In [1]:
import re

## Basic Syntax

- `.`: Matches any single character except newline
- `^`: Matches the start of the string
- `$`: Matches the end of the string
- `*`: Matches 0 or more repetitions of the preceding element
- `+`: Matches 1 or more repetitions of the preceding element
- `?`: Matches 0 or 1 repetition of the preceding element
- `{n}`: Matches exactly n repetitions of the preceding element
- `{n,}`: Matches at least n repetitions of the preceding element
- `{n,m}`: Matches between n and m repetitions of the preceding element
- `|`: Alternation, matches either the pattern before or the pattern after the symbol

## Character Classes

- `[abc]`: Matches any one of the characters a, b, or c
- `[^abc]`: Matches any character that is not a, b, or c
- `[a-z]`: Matches any character from a to z
- `[A-Z]`: Matches any character from A to Z
- `[0-9]`: Matches any digit
- `\d`: Matches any digit (equivalent to [0-9])
- `\D`: Matches any non-digit
- `\w`: Matches any word character (equivalent to [a-zA-Z0-9_])
- `\W`: Matches any non-word character
- `\s`: Matches any whitespace character
- `\S`: Matches any non-whitespace character

## Special Characters

- `\`: Escapes a special character
- `()` : Defines a group
- `(?:...)`: Non-capturing group
- `(?=...)`: Positive lookahead assertion
- `(?!...)`: Negative lookahead assertion

## Examples

- `abc`: Matches the string "abc"
- `abc|def`: Matches "abc" or "def"
- `^abc`: Matches any string that starts with "abc"
- `abc$`: Matches a string that ends with "abc"
- `a.b`: Matches any string containing "a", any character, then "b"
- `a*`: Matches 0 or more 'a's
- `a+`: Matches 1 or more 'a's
- `a?`: Matches 0 or 1 'a'
- `\d{2,4}`: Matches between 2 and 4 digits

In [2]:
s = '''
<a href="https://amazon.com/categories/ski">Ski</a>
<a href="https://amazon.com/p/1234567890/awesome-product-1">Coffee beans</a>
<a href="https://amazon.com/p/6454343333/ok-product-2">Backcountry Ski</a>
<a href="https://amazon.com/p/6543565454/great-product-1">Book</a>
<a href="https://amazon.com/about-us">About Us</a>
'''

In [4]:
# Extract only the product links
# Expected output:
# https://amazon.com/p/1234567890/awesome-product-1
# https://amazon.com/p/6454343333/ok-product-2
# https://amazon.com/p/6543565454/great-product-1

re.findall(r'<a href="https://amazon.com/p/1234567890/awesome-product-1">', s)

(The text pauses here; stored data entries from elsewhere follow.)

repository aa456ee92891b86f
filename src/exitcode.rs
//! Standard exit codes (BSD sysexits.h compatible)

/// Successful termination
pub const OK: i32 = 0;

/// Command line usage error
pub const USAGE: i32 = 64;

/// Data format error
pub const DATAERR: i32 = 65;

/// Cannot open input
pub const NOINPUT: i32 = 66;

/// Input/output error
pub const IOERR: i32 = 74;

/// Configuration error
pub const CONFIG: i32 = 78;
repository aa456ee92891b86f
//! CLI-level errors (wraps application errors)

use thiserror::Error;

use crate::application::ApplicationError;

/// CLI errors are the top-level error type.
/// These are what get displayed to the user.
#[derive(Error, Debug)]
pub enum CliError {
    #[error("{0}")]
    Application(#[from] ApplicationError),

    #[error("io error: {0}")]
    Io(#[from] std::io::Error),

    #[error("{0}")]
    Usage(String),
}

/// Result type for CLI operations.
pub type CliResult<T> = Result<T, CliError>;

impl CliError {
    /// Get the appropriate exit code for this error.
    pub fn exit_code(&self) -> i32 {
        match self {
            CliError::Usage(_) => crate::exitcode::USAGE,
            CliError::Io(_) => crate::exitcode::IOERR,
            CliError::Application(e) => match e {
                ApplicationError::CatalogRead { .. } => crate::exitcode::NOINPUT,
                ApplicationError::MalformedRow { .. }
                | ApplicationError::InvalidPrice { .. }
                | ApplicationError::InvalidQuantity { .. } => crate::exitcode::DATAERR,
                ApplicationError::Config { .. } => crate::exitcode::CONFIG,
            },
        }
    }
}
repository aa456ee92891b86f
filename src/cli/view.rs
//! Catalog display as a box-drawing terminal tree

use generational_arena::Index;
use termtree::Tree;

use crate::domain::CatalogTree;

/// Convert the catalog into a `termtree` tree for display. Product labels
/// carry price and stock next to the name.
pub fn display_tree(catalog: &CatalogTree) -> Tree<String> {
    build(catalog, catalog.root())
}

fn build(catalog: &CatalogTree, idx: Index) -> Tree<String> {
    let Some(node) = catalog.node(idx) else {
        return Tree::new(String::new());
    };
    let label = match node.record {
        Some(record) => format!(
            "{} (${:.2}, {} in stock)",
            node.name, record.price, record.quantity
        ),
        None => node.name.clone(),
    };
    Tree::new(label).with_leaves(node.children.iter().map(|&child| build(catalog, child)))
}

#[cfg(test)]
mod tests {
    use super::*;
    use rust_decimal::Decimal;

    #[test]
    fn test_display_tree_labels_products_with_price_and_stock() {
        let mut catalog = CatalogTree::new();
        catalog.add_product(
            "Electronics",
            "Laptops",
            "MacBook",
            "2000.00".parse::<Decimal>().unwrap(),
            10,
        );

        let rendered = display_tree(&catalog).to_string();

        assert!(rendered.starts_with("store"));
        assert!(rendered.contains("Electronics"));
        assert!(rendered.contains("MacBook ($2000.00, 10 in stock)"));
    }
}
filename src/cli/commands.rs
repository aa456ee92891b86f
//! Command dispatch for the storecart CLI

use std::io;
use std::path::PathBuf;

use clap::CommandFactory;
use clap_complete::generate;
use tracing::{debug, instrument};

use crate::application::import;
use crate::cli::args::{Cli, Commands, ConfigCommands};
use crate::cli::error::{CliError, CliResult};
use crate::cli::{output, shop, view};
use crate::config::{self, Settings};
use crate::domain::CatalogTree;

pub fn execute_command(cli: &Cli) -> CliResult<()> {
    match &cli.command {
        Some(Commands::Tree { plain }) => _tree(cli, *plain),
        Some(Commands::Departments) => _departments(cli),
        Some(Commands::Categories { department }) => _categories(cli, department),
        Some(Commands::Products {
            department,
            category,
        }) => _products(cli, department, category),
        Some(Commands::Locate { product }) => _locate(cli, product),
        Some(Commands::Shop) => _shop(cli),
        Some(Commands::Config { command }) => match command {
            ConfigCommands::Show => _config_show(),
            ConfigCommands::Init => _config_init(),
            ConfigCommands::Path => _config_path(),
        },
        Some(Commands::Completion { shell }) => _completion(*shell),
        None => {
            Cli::command().print_help()?;
            Ok(())
        }
    }
}

/// Resolve the catalog path: the CLI flag wins over settings.
fn catalog_path(cli: &Cli) -> CliResult<PathBuf> {
    if let Some(path) = &cli.catalog {
        return Ok(path.clone());
    }
    let settings = Settings::load()?;
    Ok(settings.catalog)
}

fn load_catalog(cli: &Cli) -> CliResult<CatalogTree> {
    let path = catalog_path(cli)?;
    debug!("catalog path: {}", path.display());
    Ok(import::load_catalog(&path)?)
}

#[instrument(skip(cli))]
fn _tree(cli: &Cli, plain: bool) -> CliResult<()> {
    let catalog = load_catalog(cli)?;
    if plain {
        print!("{}", catalog.render());
    } else {
        print!("{}", view::display_tree(&catalog));
    }
    output::detail(&format!(
        "{} products in {} departments, depth {}",
        catalog.product_count(),
        catalog.departments().len(),
        catalog.depth()
    ));
    Ok(())
}

#[instrument(skip(cli))]
fn _departments(cli: &Cli) -> CliResult<()> {
    let catalog = load_catalog(cli)?;
    for department in catalog.departments() {
        output::info(&department);
    }
    Ok(())
}

#[instrument(skip(cli))]
fn _categories(cli: &Cli, department: &str) -> CliResult<()> {
    let mut catalog = load_catalog(cli)?;
    for category in catalog.categories(department) {
        output::info(&category);
    }
    Ok(())
}

#[instrument(skip(cli))]
fn _products(cli: &Cli, department: &str, category: &str) -> CliResult<()> {
    let mut catalog = load_catalog(cli)?;
    for (name, record) in catalog.products(department, category) {
        output::info(&format!(
            "{:<24} {:>12} {:>6} in stock",
            name,
            format!("${:.2}", record.price),
            record.quantity
        ));
    }
    Ok(())
}

#[instrument(skip(cli))]
fn _locate(cli: &Cli, product: &str) -> CliResult<()> {
    let catalog = load_catalog(cli)?;
    match catalog.locate(product) {
        Some(found) => {
            output::info(&format!(
                "{} / {} / {}",
                found.department, found.category, product
            ));
            output::detail(&format!(
                "${:.2}, {} in stock",
                found.record.price, found.record.quantity
            ));
        }
        None => output::warning(&format!("{product} not found in the inventory")),
    }
    Ok(())
}

#[instrument(skip(cli))]
fn _shop(cli: &Cli) -> CliResult<()> {
    let catalog = load_catalog(cli)?;
    shop::run(catalog)
}

fn _config_show() -> CliResult<()> {
    let settings = Settings::load()?;
    print!("{}", settings.to_toml()?);
    Ok(())
}

fn _config_init() -> CliResult<()> {
    let Some(path) = config::global_config_path() else {
        return Err(CliError::Usage(
            "cannot determine config directory".to_string(),
        ));
    };
    if path.exists() {
        output::warning(&format!("config already exists: {}", path.display()));
        return Ok(());
    }
    if let Some(parent) = path.parent() {
        std::fs::create_dir_all(parent)?;
    }
    std::fs::write(&path, Settings::template())?;
    output::success(&format!("created {}", path.display()));
    Ok(())
}

fn _config_path() -> CliResult<()> {
    match config::global_config_path() {
        Some(path) => {
            let marker = if path.exists() { "" } else { " (not created)" };
            output::info(&format!("{}{}", path.display(), marker));
        }
        None => output::warning("cannot determine config directory"),
    }
    Ok(())
}

fn _completion(shell: clap_complete::Shell) -> CliResult<()> {
    let mut cmd = Cli::command();
    let name = cmd.get_name().to_string();
    generate(shell, &mut cmd, name, &mut io::stdout());
    Ok(())
}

['<a href="https://amazon.com/p/1234567890/awesome-product-1">']

In [9]:
re.findall(r'<a href="https://amazon.com/p/\d+/.+">', s)

['<a href="https://amazon.com/p/1234567890/awesome-product-1">',
 '<a href="https://amazon.com/p/6454343333/ok-product-2">',
 '<a href="https://amazon.com/p/6543565454/great-product-1">']

In [10]:
re.findall(r'<a href="(https://amazon.com/p/\d+/.+)">', s)

['https://amazon.com/p/1234567890/awesome-product-1',
 'https://amazon.com/p/6454343333/ok-product-2',
 'https://amazon.com/p/6543565454/great-product-1']

# Practice Problems

### Problem 1: Email Extraction

**Problem**: Extract emails from a given string.  
**String**: "Contact us at support@example.com or sales@example.org"

### Problem 2: Phone Number Validation

**Problem**: Validate and extract US phone numbers in the format xxx-xxx-xxxx.  
**String**: "My numbers are 123-456-7890 or 333-333-3333"

### Problem 3: Password Strength Check

**Problem**: Check if a password is at least 8 characters long, contains a digit, an uppercase, and a lowercase letter.  
**String**: "Password1"

### Problem 4: Extracting Domain Name

**Problem**: Extract the domain name from an email address.  
**String**: "user@example.com"

### Problem 5: Validating an IP Address

**Problem**: Check if a string is a valid IPv4 address.  
**String**: "192.168.1.1"